Dollar bulls have dominated 2015. There is talk that dollar bears could take some succor from what is already being anticipated as “a dovish rate rise” from the Federal Reserve tonight. But in the last lap run up to the hotly-anticipated announcement, if there is an animal the world’s reserve currency most resembles, it’s Dr Doolittle’s mythical pushmi-pullyu.
The index tracking the world’s reserve currency against a range of its rivals has moved either side of the flatline, but not by much. At pixel time, it’s up 0.1 per cent at 98.268, having been down to 98.011 earlier, writes Michael Hunter.
Either way, the moves leave it trading around a five-session high, which in turn put it within reach of its highest reading of the year – 100.51- which it reached earlier in the month.
The pattern has been similar for major crosses. The euro was trading as high as $1.0957 earlier, but has since slipped back to $1.0921, down 0.1 per cent. The pound is currently down 0.2 per cent at $1.5006, having been as high as $1.5058, which was a rise of 0.2 per cent.
The dollar’s immediate fate is likely to be influenced by the “dot plot”, which tracks the expectations of rises held by members of the rate-setting Federal Open Market Committee, which will offer refreshed insight into the potential pace and extent of the tightening cycle.

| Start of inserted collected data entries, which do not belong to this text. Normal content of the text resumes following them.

use std::sync::Arc;

use axum::{
    extract::{Path, Query, State},
    http::{HeaderMap, StatusCode},
    response::{IntoResponse, Response},
    routing::{delete, get, post},
    Router,
};
use serde::Deserialize;
use serde_json::json;

use super::domain::{AnswerId, QuestionGroupId, QuestionId, SessionId, UserId};
use super::repository::{ContentRepository, RepositoryError, SessionRepository};
use super::scoring::ScoringError;
use super::service::{
    AnswerSubmission, PracticeService, PracticeServiceError, PracticeSubmission, ResultsQuery,
};

/// Header carrying the authenticated user id, set by the upstream auth layer.
pub const USER_HEADER: &str = "x-user-id";

#[derive(Debug, Clone, Deserialize)]
pub struct StartSessionRequest {
    pub question_group_ids: Vec<QuestionGroupId>,
}

#[derive(Debug, Clone, Deserialize)]
pub struct WritingSubmissionRequest {
    pub question_id: QuestionId,
    pub content: String,
}

#[derive(Debug, Clone, Deserialize)]
pub struct GradeRequest {
    pub answer_id: AnswerId,
}

/// Router builder exposing session, submission, grading, and results endpoints.
pub fn practice_router<S, C>(service: Arc<PracticeService<S, C>>) -> Router
where
    S: SessionRepository + 'static,
    C: ContentRepository + 'static,
{
    Router::new()
        .route("/api/v1/practice/sessions", post(start_handler::<S, C>))
        .route(
            "/api/v1/practice/sessions/:session_id",
            delete(delete_handler::<S, C>),
        )
        .route(
            "/api/v1/practice/sessions/:session_id/answers",
            post(answer_handler::<S, C>),
        )
        .route(
            "/api/v1/practice/sessions/:session_id/finish",
            post(finish_handler::<S, C>),
        )
        .route("/api/v1/practice/submit", post(submit_handler::<S, C>))
        .route(
            "/api/v1/practice/writing/start-and-submit",
            post(writing_handler::<S, C>),
        )
        .route(
            "/api/v1/practice/writing/grade",
            post(grade_handler::<S, C>),
        )
        .route("/api/v1/practice/results", get(list_handler::<S, C>))
        .route(
            "/api/v1/practice/results/:session_id",
            get(results_handler::<S, C>),
        )
        .with_state(service)
}

pub(crate) async fn start_handler<S, C>(
    State(service): State<Arc<PracticeService<S, C>>>,
    headers: HeaderMap,
    axum::Json(request): axum::Json<StartSessionRequest>,
) -> Response
where
    S: SessionRepository + 'static,
    C: ContentRepository + 'static,
{
    let user = match requester(&headers) {
        Ok(user) => user,
        Err(response) => return response,
    };
    match service.start_session(user, request.question_group_ids) {
        Ok(session) => (StatusCode::CREATED, axum::Json(session)).into_response(),
        Err(err) => error_response(err),
    }
}

pub(crate) async fn answer_handler<S, C>(
    State(service): State<Arc<PracticeService<S, C>>>,
    headers: HeaderMap,
    Path(session_id): Path<String>,
    axum::Json(submission): axum::Json<AnswerSubmission>,
) -> Response
where
    S: SessionRepository + 'static,
    C: ContentRepository + 'static,
{
    let user = match requester(&headers) {
        Ok(user) => user,
        Err(response) => return response,
    };
    match service.submit_answer(&SessionId(session_id), &user, submission) {
        Ok(answer) => (StatusCode::CREATED, axum::Json(answer)).into_response(),
        Err(err) => error_response(err),
    }
}

pub(crate) async fn finish_handler<S, C>(
    State(service): State<Arc<PracticeService<S, C>>>,
    headers: HeaderMap,
    Path(session_id): Path<String>,
) -> Response
where
    S: SessionRepository + 'static,
    C: ContentRepository + 'static,
{
    let user = match requester(&headers) {
        Ok(user) => user,
        Err(response) => return response,
    };
    match service.finish_session(&SessionId(session_id), &user) {
        Ok(session) => (StatusCode::OK, axum::Json(session)).into_response(),
        Err(err) => error_response(err),
    }
}

pub(crate) async fn delete_handler<S, C>(
    State(service): State<Arc<PracticeService<S, C>>>,
    headers: HeaderMap,
    Path(session_id): Path<String>,
) -> Response
where
    S: SessionRepository + 'static,
    C: ContentRepository + 'static,
{
    let user = match requester(&headers) {
        Ok(user) => user,
        Err(response) => return response,
    };
    match service.delete_session(&SessionId(session_id), &user) {
        Ok(()) => StatusCode::NO_CONTENT.into_response(),
        Err(err) => error_response(err),
    }
}

pub(crate) async fn submit_handler<S, C>(
    State(service): State<Arc<PracticeService<S, C>>>,
    headers: HeaderMap,
    axum::Json(submission): axum::Json<PracticeSubmission>,
) -> Response
where
    S: SessionRepository + 'static,
    C: ContentRepository + 'static,
{
    let user = match requester(&headers) {
        Ok(user) => user,
        Err(response) => return response,
    };
    match service.submit_practice(user, submission) {
        Ok(receipt) => (StatusCode::CREATED, axum::Json(receipt)).into_response(),
        Err(err) => error_response(err),
    }
}

pub(crate) async fn writing_handler<S, C>(
    State(service): State<Arc<PracticeService<S, C>>>,
    headers: HeaderMap,
    axum::Json(request): axum::Json<WritingSubmissionRequest>,
) -> Response
where
    S: SessionRepository + 'static,
    C: ContentRepository + 'static,
{
    let user = match requester(&headers) {
        Ok(user) => user,
        Err(response) => return response,
    };
    match service.start_and_submit_writing(user, &request.question_id, request.content) {
        Ok(receipt) => (StatusCode::ACCEPTED, axum::Json(receipt)).into_response(),
        Err(err) => error_response(err),
    }
}

pub(crate) async fn grade_handler<S, C>(
    State(service): State<Arc<PracticeService<S, C>>>,
    headers: HeaderMap,
    axum::Json(request): axum::Json<GradeRequest>,
) -> Response
where
    S: SessionRepository + 'static,
    C: ContentRepository + 'static,
{
    let user = match requester(&headers) {
        Ok(user) => user,
        Err(response) => return response,
    };
    match service.request_grading(&request.answer_id, &user) {
        Ok(queued) => {
            let payload = json!({
                "answer_id": request.answer_id,
                "queued": queued,
            });
            (StatusCode::ACCEPTED, axum::Json(payload)).into_response()
        }
        Err(err) => error_response(err),
    }
}

pub(crate) async fn list_handler<S, C>(
    State(service): State<Arc<PracticeService<S, C>>>,
    headers: HeaderMap,
    Query(query): Query<ResultsQuery>,
) -> Response
where
    S: SessionRepository + 'static,
    C: ContentRepository + 'static,
{
    let user = match requester(&headers) {
        Ok(user) => user,
        Err(response) => return response,
    };
    match service.list_results(&user, query).await {
        Ok(page) => (StatusCode::OK, axum::Json(page)).into_response(),
        Err(err) => error_response(err),
    }
}

pub(crate) async fn results_handler<S, C>(
    State(service): State<Arc<PracticeService<S, C>>>,
    headers: HeaderMap,
    Path(session_id): Path<String>,
) -> Response
where
    S: SessionRepository + 'static,
    C: ContentRepository + 'static,
{
    let user = match requester(&headers) {
        Ok(user) => user,
        Err(response) => return response,
    };
    match service.results(&SessionId(session_id), &user) {
        Ok(results) => (StatusCode::OK, axum::Json(results)).into_response(),
        Err(err) => error_response(err),
    }
}

fn requester(headers: &HeaderMap) -> Result<UserId, Response> {
    headers
        .get(USER_HEADER)
        .and_then(|value| value.to_str().ok())
        .map(str::trim)
        .filter(|value| !value.is_empty())
        .map(|value| UserId(value.to_string()))
        .ok_or_else(|| {
            let payload = json!({
                "error": format!("missing {USER_HEADER} header"),
            });
            (StatusCode::UNAUTHORIZED, axum::Json(payload)).into_response()
        })
}

pub(crate) fn error_response(err: PracticeServiceError) -> Response {
    let status = match &err {
        PracticeServiceError::SessionNotFound(_)
        | PracticeServiceError::AnswerNotFound(_)
        | PracticeServiceError::QuestionNotFound(_)
        | PracticeServiceError::QuestionGroupNotFound(_)
        | PracticeServiceError::Repository(RepositoryError::NotFound) => StatusCode::NOT_FOUND,
        PracticeServiceError::Forbidden => StatusCode::FORBIDDEN,
        PracticeServiceError::SessionClosed(_)
        | PracticeServiceError::Repository(RepositoryError::Conflict) => StatusCode::CONFLICT,
        PracticeServiceError::EmptySnapshot
        | PracticeServiceError::QuestionOutsideSession { .. }
        | PracticeServiceError::BlankAnswer
        | PracticeServiceError::NotFreeResponse(_) => StatusCode::UNPROCESSABLE_ENTITY,
        PracticeServiceError::Dispatch(_)
        | PracticeServiceError::Repository(RepositoryError::Unavailable(_)) => {
            StatusCode::SERVICE_UNAVAILABLE
        }
        PracticeServiceError::Scoring(ScoringError::MissingAssociation(_))
        | PracticeServiceError::Task(_) => StatusCode::INTERNAL_SERVER_ERROR,
    };

    if status.is_server_error() {
        tracing::error!(error = %err, "practice request failed");
    }

    // Internal association failures stay in the logs; callers get a generic message.
    let message = match &err {
        PracticeServiceError::Scoring(_) | PracticeServiceError::Task(_) => {
            "could not compute results".to_string()
        }
        other => other.to_string(),
    };
    (status, axum::Json(json!({ "error": message }))).into_response()
}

Marc Ostwald at ADM Investor Services said:
Forecasters are expecting the dot-plot to see a substantial lowering of the implied rate trajectory, making this initial move away from extreme monetary accommodation a so-called ‘dovish’ rate hike,” said Marc Ostwald at ADM Investor Services.
The risk is that the dot-plot will be less dovish than many market participants are expecting [since] it would be unwise to forfeit its room for manoeuvre should incoming data, above all wages and inflation, prove to be stronger than expected.